L.A. residents displaced by wildfires face spiking rents as authorities warn of price gouging

The Los Angeles wildfires have set off a stampede to find housing, leading some property owners and managers to raise rents higher than the 10% limit in emergencies.

Joe Thompson’s desperate post-wildfire scramble to find a new place for his family to live led him Saturday to a five-bedroom home in Santa Monica, California, that had been put on the market the day before for $28,000 a month — more than double the rent posted a year ago. The agent was asking for three months’ rent up front and already had applications from multiple people.

Thompson and his partner turned away, appalled.

“We’re not going to do that,” Thompson, 44, a trader and investor, said later. “We’ll just keep looking.”
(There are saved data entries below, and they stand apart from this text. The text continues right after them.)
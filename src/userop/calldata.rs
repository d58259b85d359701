use alloy::sol;
use alloy::sol_types::SolCall;
use alloy_primitives::{Address, U256};

sol! {
    interface IAccount {
        function execute(address dest, uint256 value, bytes func);
    }

    interface IToken {
        function transfer(address to, uint256 amount);
        function transferFrom(address from, address to, uint256 amount);
    }
}

/// A token transfer found inside an account's call data.
#[derive(Debug, Clone, PartialEq, Eq)]
pub struct CallTransfer {
    pub contract: Address,
    pub from: Address,
    pub to: Address,
    pub value: U256,
}

/// Recognizes `execute(token, 0, transfer(..))` and
/// `execute(token, 0, transferFrom(..))` made by `sender`.
pub fn parse_transfer(sender: Address, call_data: &[u8]) -> Option<CallTransfer> {
    if !call_data.starts_with(&IAccount::executeCall::SELECTOR) {
        return None;
    }
    let execute = IAccount::executeCall::abi_decode(call_data).ok()?;
    let inner = execute.func.as_ref();

    if inner.starts_with(&IToken::transferCall::SELECTOR) {
        let call = IToken::transferCall::abi_decode(inner).ok()?;
        return Some(CallTransfer {
            contract: execute.dest,
            from: sender,
            to: call.to,
            value: call.amount,
        });
    }

    if inner.starts_with(&IToken::transferFromCall::SELECTOR) {
        let call = IToken::transferFromCall::abi_decode(inner).ok()?;
        return Some(CallTransfer {
            contract: execute.dest,
            from: call.from,
            to: call.to,
            value: call.amount,
        });
    }

    None
}

pub fn encode_transfer(token: Address, to: Address, amount: U256) -> Vec<u8> {
    IAccount::executeCall {
        dest: token,
        value: U256::ZERO,
        func: IToken::transferCall { to, amount }.abi_encode().into(),
    }
    .abi_encode()
}
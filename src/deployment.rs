use crate::events::IERC20::{decimalsCall, nameCall, symbolCall};
use crate::repository::{Event, EventRepository, EventState, TokenStandard};
use crate::rpc::{ChainClient, RpcClient};
use alloy_primitives::Address;
use anyhow::Result;
use chrono::Utc;
use tracing::{info, warn};

pub async fn find_deployment_block(
    client: &RpcClient,
    address: Address,
    latest_block: u64,
) -> Result<u64> {
    info!("Searching for deployment block of contract {:?}", address);

    let code = client.get_code_at_block(address, latest_block).await?;
    if code.is_empty() {
        anyhow::bail!("Address {:?} is not a deployed contract", address);
    }

    let mut left = 0u64;
    let mut right = latest_block;

    while left < right {
        let mid = (left + right) / 2;

        let code = client.get_code_at_block(address, mid).await?;

        if code.is_empty() {
            left = mid + 1;
        } else {
            right = mid;
        }
    }

    info!("Contract deployed at block {}", left);
    Ok(left)
}

#[derive(Debug, Clone, Default)]
pub struct TokenMetadata {
    pub name: Option<String>,
    pub symbol: Option<String>,
    pub decimals: Option<u8>,
}

/// Best-effort: tokens that do not implement a getter simply leave it unset.
pub async fn fetch_token_metadata(client: &RpcClient, address: Address) -> TokenMetadata {
    info!("Fetching token metadata for {:?}", address);

    let name = match client.call_contract(address, nameCall {}).await {
        Ok(result) => Some(result),
        Err(e) => {
            warn!("Failed to fetch token name: {}", e);
            None
        }
    };

    let symbol = match client.call_contract(address, symbolCall {}).await {
        Ok(result) => Some(result),
        Err(e) => {
            warn!("Failed to fetch token symbol: {}", e);
            None
        }
    };

    let decimals = match client.call_contract(address, decimalsCall {}).await {
        Ok(result) => Some(result),
        Err(e) => {
            warn!("Failed to fetch token decimals: {}", e);
            None
        }
    };

    TokenMetadata {
        name,
        symbol,
        decimals,
    }
}

pub fn new_event(
    contract: Address,
    standard: TokenStandard,
    deployment_block: u64,
    metadata: TokenMetadata,
) -> Event {
    let now = Utc::now();
    Event {
        contract,
        standard,
        state: EventState::Queued,
        created_at: now,
        updated_at: now,
        start_block: deployment_block,
        last_block: deployment_block.saturating_sub(1),
        name: metadata.name,
        symbol: metadata.symbol,
        decimals: metadata.decimals,
    }
}

/// Starts tracking `contract` unless it is already registered.
pub async fn register_contract(
    client: &RpcClient,
    events: &EventRepository,
    contract: Address,
    standard: TokenStandard,
) -> Result<Event> {
    if let Some(event) = events.get_event(&contract, standard)? {
        info!(
            "Contract {:?} ({}) already tracked, watermark at block {}",
            contract, standard, event.last_block
        );
        return Ok(event);
    }

    let latest_block = client.latest_block().await?;
    let deployment_block = find_deployment_block(client, contract, latest_block).await?;
    let metadata = fetch_token_metadata(client, contract).await;

    let event = new_event(contract, standard, deployment_block, metadata);
    events.add_event(&event)?;
    info!(
        "Registered {:?} ({}) from block {}",
        contract, standard, deployment_block
    );
    Ok(event)
}

#[cfg(test)]
mod tests {
    use super::*;

    #[test]
    fn new_event_starts_queued_just_below_deployment() {
        let event = new_event(
            Address::repeat_byte(1),
            TokenStandard::Erc20,
            1_000,
            TokenMetadata {
                symbol: Some("USDC".to_string()),
                ..Default::default()
            },
        );
        assert_eq!(event.state, EventState::Queued);
        assert_eq!(event.start_block, 1_000);
        assert_eq!(event.last_block, 999);
        assert_eq!(event.symbol.as_deref(), Some("USDC"));

        let genesis = new_event(Address::ZERO, TokenStandard::Erc721, 0, TokenMetadata::default());
        assert_eq!(genesis.last_block, 0);
    }
}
The couple and their two young children were displaced by a wildfire that leveled much of their Los Angeles neighborhood of Pacific Palisades last week. Although their house was left standing, they don’t know the extent of the damage or when they will be allowed back. So they have joined thousands searching for housing in a city that had a dire shortage before the disaster.

The stampede has resulted in some homeowners and property managers jacking up prices on short-term rentals, including dozens that appear to violate a California law against increasing prices by more than 10% during a state of emergency, according to a review of Zillow listings and interviews with real estate agents, housing advocates and home-seekers.